Leinster's Ian Madigan salutes the crowd as he leaves the pitch

Leinster's Ian Madigan salutes the crowd as he leaves the pitch

Leinster's Ian Madigan salutes the crowd as he leaves the pitch

Rarely has a victory looked so much like a loss.

Leinster owned 58% of the possession and the territory, made more carries (114-103), kicked more (32-30) and recycled more rucks and mauls (102-65).

With all this in their favour, Harlequins easily made more metres (377-259), beat more defenders (13-11), made more line breaks (4-3) and hoovered the offloads (8-0).

In short, Conor O'Shea's men played the better, more attractive and more effective rugby.

And still. The way Jamie Heaslip clenched his fist at the final whistle suggested otherwise.

For the man who is all about winning might have realised this was one that could so easily have got away from Leinster completely.

The Blues were standing on the brink of European oblivion as they watched an eleven-point lead turn into a two-point deficit through the combination of Harlequins initiative and their own inaccurate play.

There was no real basis to assert they deserved it. They scrapped away. They stayed in it. And they had real, torch-lighting impact from Eoin Reddan off the bench.

Twice the scrum-half, so off-colour a week earlier, got in behind Quins to ask questions the Englishmen couldn't really answer and Ian Madigan clipped the match-defining points for 14-13 in the 70th minute.

Coach Matt O'Connor did not look for an easy way out: "We didn't get to the level we wanted to be at," he said.

"It was about keeping ourselves alive in the group and we've done that.

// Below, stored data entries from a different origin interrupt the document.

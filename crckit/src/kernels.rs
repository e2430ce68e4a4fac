// Copyright 2024 FastLabs Developers
//
// Licensed under the Apache License, Version 2.0 (the "License");
// you may not use this file except in compliance with the License.
// You may obtain a copy of the License at
//
//     http://www.apache.org/licenses/LICENSE-2.0
//
// Unless required by applicable law or agreed to in writing, software
// distributed under the License is distributed on an "AS IS" BASIS,
// WITHOUT WARRANTIES OR CONDITIONS OF ANY KIND, either express or implied.
// See the License for the specific language governing permissions and
// limitations under the License.

//! The three computation strategies: bit-serial, byte-table, and
//! slicing-by-8 word-table.
//!
//! All strategies operate on the engine register, which is stored reflected
//! (LSB-first, bottom-aligned) when `refin` and non-reflected otherwise.
//! Non-reflected kernels shift the register to the top of a `u64`
//! (`reg << (64 - width)`) for the duration of a call, which makes one set
//! of formulas cover every width from 1 to 64 — including widths below 8,
//! where the register occupies fewer bits than a single input byte.
//!
//! Lookup tables depend only on `(width, poly, refin)`, never on
//! `init`/`refout`/`xorout`, so table-backed engines that differ only in
//! finalization parameters carry identical tables.

use crate::params::reflect;
use crate::params::Params;

/// Slice count of the word-table strategy: one table per byte of a 64-bit
/// chunk.
const SLICES: usize = 8;

/// Fold a byte slice through the bit-serial register rule.
pub(crate) fn fold_bytes_bitwise(params: &Params, reg: u64, data: &[u8]) -> u64 {
    if params.refin {
        let poly = reflect(params.poly, params.width);
        let mut reg = reg;
        for &byte in data {
            reg ^= byte as u64;
            for _ in 0..8 {
                reg = (reg >> 1) ^ if reg & 1 != 0 { poly } else { 0 };
            }
        }
        reg
    } else {
        let shift = 64 - params.width;
        let poly = params.poly << shift;
        let mut top = reg << shift;
        for &byte in data {
            top ^= (byte as u64) << 56;
            for _ in 0..8 {
                top = (top << 1) ^ if top >> 63 != 0 { poly } else { 0 };
            }
        }
        top >> shift
    }
}

/// Fold the low `bits` bits of `value` one bit at a time.
///
/// Bit order follows the register domain: LSB-first when `refin`, MSB-first
/// otherwise. `bits` must be `1..=64` and `value` must fit in `bits` bits.
pub(crate) fn fold_word(params: &Params, reg: u64, value: u64, bits: u32) -> u64 {
    if params.refin {
        let poly = reflect(params.poly, params.width);
        let mut reg = reg;
        for k in 0..bits {
            reg ^= (value >> k) & 1;
            reg = (reg >> 1) ^ if reg & 1 != 0 { poly } else { 0 };
        }
        reg
    } else {
        let shift = 64 - params.width;
        let poly = params.poly << shift;
        let mut top = reg << shift;
        for k in (0..bits).rev() {
            top ^= ((value >> k) & 1) << 63;
            top = (top << 1) ^ if top >> 63 != 0 { poly } else { 0 };
        }
        top >> shift
    }
}

/// 256-entry lookup table for the byte-at-a-time strategy.
///
/// Entry `b` is the register after feeding byte `b` into a zero register.
/// Reflected entries are stored in the natural bottom-aligned domain;
/// non-reflected entries are stored top-aligned.
#[derive(Clone)]
pub(crate) struct ByteTable {
    entries: [u64; 256],
}

impl ByteTable {
    pub(crate) fn build(params: &Params) -> Self {
        let mut entries = [0u64; 256];
        if params.refin {
            let poly = reflect(params.poly, params.width);
            for (byte, slot) in entries.iter_mut().enumerate() {
                let mut reg = byte as u64;
                for _ in 0..8 {
                    reg = (reg >> 1) ^ if reg & 1 != 0 { poly } else { 0 };
                }
                *slot = reg;
            }
        } else {
            let poly = params.poly << (64 - params.width);
            for (byte, slot) in entries.iter_mut().enumerate() {
                let mut top = (byte as u64) << 56;
                for _ in 0..8 {
                    top = (top << 1) ^ if top >> 63 != 0 { poly } else { 0 };
                }
                *slot = top;
            }
        }
        Self { entries }
    }

    pub(crate) fn fold(&self, params: &Params, reg: u64, data: &[u8]) -> u64 {
        if params.refin {
            let mut reg = reg;
            for &byte in data {
                let index = (reg as u8) ^ byte;
                reg = (reg >> 8) ^ self.entries[index as usize];
            }
            reg
        } else {
            let shift = 64 - params.width;
            let mut top = reg << shift;
            for &byte in data {
                let index = ((top >> 56) as u8) ^ byte;
                top = (top << 8) ^ self.entries[index as usize];
            }
            top >> shift
        }
    }
}

/// Slicing-by-8 tables: table `k` holds the register after a byte followed
/// by `k` zero bytes, so eight independent lookups cover a 64-bit chunk.
#[derive(Clone)]
pub(crate) struct WordTables {
    slice: [[u64; 256]; SLICES],
}

impl WordTables {
    pub(crate) fn build(params: &Params) -> Self {
        let mut slice = [[0u64; 256]; SLICES];
        slice[0] = ByteTable::build(params).entries;
        for k in 1..SLICES {
            for i in 0..256 {
                let prev = slice[k - 1][i];
                slice[k][i] = if params.refin {
                    (prev >> 8) ^ slice[0][(prev & 0xFF) as usize]
                } else {
                    (prev << 8) ^ slice[0][(prev >> 56) as usize]
                };
            }
        }
        Self { slice }
    }

    pub(crate) fn fold(&self, params: &Params, reg: u64, data: &[u8]) -> u64 {
        let chunks = data.chunks_exact(SLICES);
        let tail = chunks.remainder();
        let t = &self.slice;
        if params.refin {
            let mut reg = reg;
            for c in chunks {
                let x = u64::from_le_bytes([c[0], c[1], c[2], c[3], c[4], c[5], c[6], c[7]]) ^ reg;
                reg = t[7][(x & 0xFF) as usize]
                    ^ t[6][((x >> 8) & 0xFF) as usize]
                    ^ t[5][((x >> 16) & 0xFF) as usize]
                    ^ t[4][((x >> 24) & 0xFF) as usize]
                    ^ t[3][((x >> 32) & 0xFF) as usize]
                    ^ t[2][((x >> 40) & 0xFF) as usize]
                    ^ t[1][((x >> 48) & 0xFF) as usize]
                    ^ t[0][(x >> 56) as usize];
            }
            for &byte in tail {
                let index = (reg as u8) ^ byte;
                reg = (reg >> 8) ^ t[0][index as usize];
            }
            reg
        } else {
            let shift = 64 - params.width;
            let mut top = reg << shift;
            for c in chunks {
                let x = u64::from_be_bytes([c[0], c[1], c[2], c[3], c[4], c[5], c[6], c[7]]) ^ top;
                top = t[7][(x >> 56) as usize]
                    ^ t[6][((x >> 48) & 0xFF) as usize]
                    ^ t[5][((x >> 40) & 0xFF) as usize]
                    ^ t[4][((x >> 32) & 0xFF) as usize]
                    ^ t[3][((x >> 24) & 0xFF) as usize]
                    ^ t[2][((x >> 16) & 0xFF) as usize]
                    ^ t[1][((x >> 8) & 0xFF) as usize]
                    ^ t[0][(x & 0xFF) as usize];
            }
            for &byte in tail {
                let index = ((top >> 56) as u8) ^ byte;
                top = (top << 8) ^ t[0][index as usize];
            }
            top >> shift
        }
    }
}

#[cfg(test)]
mod tests {
    use super::*;

    const CRC32: Params = Params::new(32, 0x04C1_1DB7, 0xFFFF_FFFF, true, true, 0xFFFF_FFFF);
    const XMODEM: Params = Params::new(16, 0x1021, 0x0000, false, false, 0x0000);

    // Map a stored table entry back to the bottom-aligned register domain.
    fn bottom(params: &Params, entry: u64) -> u64 {
        if params.refin {
            entry
        } else {
            entry >> (64 - params.width)
        }
    }

    fn top_aligned(params: &Params, reg: u64) -> u64 {
        if params.refin {
            reg
        } else {
            reg << (64 - params.width)
        }
    }

    #[test]
    fn reflected_table_matches_known_entries() {
        let table = ByteTable::build(&CRC32);
        assert_eq!(table.entries[0], 0x0000_0000);
        assert_eq!(table.entries[1], 0x7707_3096);
        assert_eq!(table.entries[255], 0x2D02_EF8D);
    }

    #[test]
    fn standard_table_matches_known_entries() {
        // CCITT table entries, shifted down from the top-aligned storage.
        let table = ByteTable::build(&XMODEM);
        assert_eq!(table.entries[0] >> 48, 0x0000);
        assert_eq!(table.entries[1] >> 48, 0x1021);
        assert_eq!(table.entries[16] >> 48, 0x1231);
    }

    #[test]
    fn slice_tables_extend_the_byte_table() {
        for params in [CRC32, XMODEM, Params::new(5, 0x05, 0x1F, true, true, 0x1F)] {
            let byte = ByteTable::build(&params);
            let word = WordTables::build(&params);
            assert_eq!(word.slice[0], byte.entries);
            for k in 1..SLICES {
                for i in 0..256 {
                    // one more zero byte per slice level
                    let expected = byte.fold(&params, bottom(&params, word.slice[k - 1][i]), &[0]);
                    assert_eq!(
                        bottom(&params, word.slice[k][i]),
                        expected,
                        "slice {k} entry {i}"
                    );
                }
            }
        }
    }

    #[test]
    fn strategies_agree_on_every_single_byte() {
        for params in [
            CRC32,
            XMODEM,
            Params::new(1, 0x1, 0x0, false, false, 0x0),
            Params::new(3, 0x3, 0x7, true, true, 0x0),
            Params::new(12, 0x80F, 0x000, false, true, 0x000),
            Params::new(64, u64::MAX, u64::MAX, false, false, u64::MAX),
        ] {
            let byte = ByteTable::build(&params);
            let word = WordTables::build(&params);
            let seed = if params.refin {
                reflect(params.init, params.width)
            } else {
                params.init
            };
            for b in 0..=255u8 {
                let bits = fold_bytes_bitwise(&params, seed, &[b]);
                assert_eq!(byte.fold(&params, seed, &[b]), bits, "byte table, input {b:#x}");
                assert_eq!(word.fold(&params, seed, &[b]), bits, "word table, input {b:#x}");
                assert_eq!(fold_word(&params, seed, b as u64, 8), bits, "word fold, input {b:#x}");
            }
        }
    }

    #[test]
    fn word_fold_composes_bitwise() {
        let seed = 0xFFFF;
        let folded = fold_bytes_bitwise(&XMODEM, seed, &[0xA5]);
        let mut reg = seed;
        for k in (0..8u32).rev() {
            reg = fold_word(&XMODEM, reg, (0xA5 >> k) & 1, 1);
        }
        assert_eq!(reg, folded);
    }

    #[test]
    fn table_entries_stay_in_register_range() {
        for params in [
            Params::new(1, 0x1, 0x0, true, true, 0x0),
            Params::new(7, 0x45, 0x00, false, false, 0x00),
            Params::new(40, 0x0004_820009, 0, false, false, 0xFF_FFFF_FFFF),
        ] {
            let table = ByteTable::build(&params);
            for (i, &entry) in table.entries.iter().enumerate() {
                let value = bottom(&params, entry);
                assert!(value <= params.mask(), "entry {i} out of range");
                // storage round-trips through the alignment convention
                assert_eq!(top_aligned(&params, value), entry);
            }
        }
    }
}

We can improve. We've got lots of growth there."

Mike Ross is known as a problem-solving tight-head with the nous to adapt to what is happening, literally, right under his nose.

For the second time in six days Harlequins ruled the resets.

"There were errors and there were opportunities that we didn't take and there were set-piece issues," continued O'Connor.

Harlequins dominated there again through Joe Marler, Dave Ward and Will Collier and also forced Sean Cronin's hand at the lineout where George Robson was a formidable presence.

beaten up

Leinster were beaten at the set-piece and beaten up physically. Nowhere was it more etched than in the face of Jack McGrath as he trundled off in the 76th minute.

In what is a specialist area, you don't have to have propped at any level to see Harlequins had the shove on Leinster at scrum time, however they managed to do it.

It all looked so much better at the end of the first-half. Leinster built steadily from Madigan's six points in the 25th and 37th minutes, sandwiching Isaac Boss's benefit from Heaslip's cool profit out of a two-on-one with Aseli Tikoirotuma.

Certainly, Tim Swiel did little or nothing to swell Harlequins' bellies for the fight. He fed their appetite with empty promises from two wasted penalties, the second a 'gimme' at this level.

The four tries looked an outside possibility at the break. As it turned out, it was Leinster who needed a break to win it.

Full-back Rob Kearney was lucky to avoid caution when he appeared to rip the ball from the hands of Marler on the ground which would have led to Mike Brown's try.

As it transpired, Brown was denied by the eyes-wide-closed view of The Match Official Frenchman Eric Gonthier.

It was justice denied, but also only justice delayed as Brown made his way over unopposed in the 56th minute.

They had the momentum. Even Swiel started to come on board the confidence train. He shot the lead points when Devin Toner tackled Jack Clifford without the ball in the 65th minute to have Leinster staring down the barrel of a gun.

It took the interventions of Reddan to take Leinster up a gear and for Madigan to squeeze through the winning points.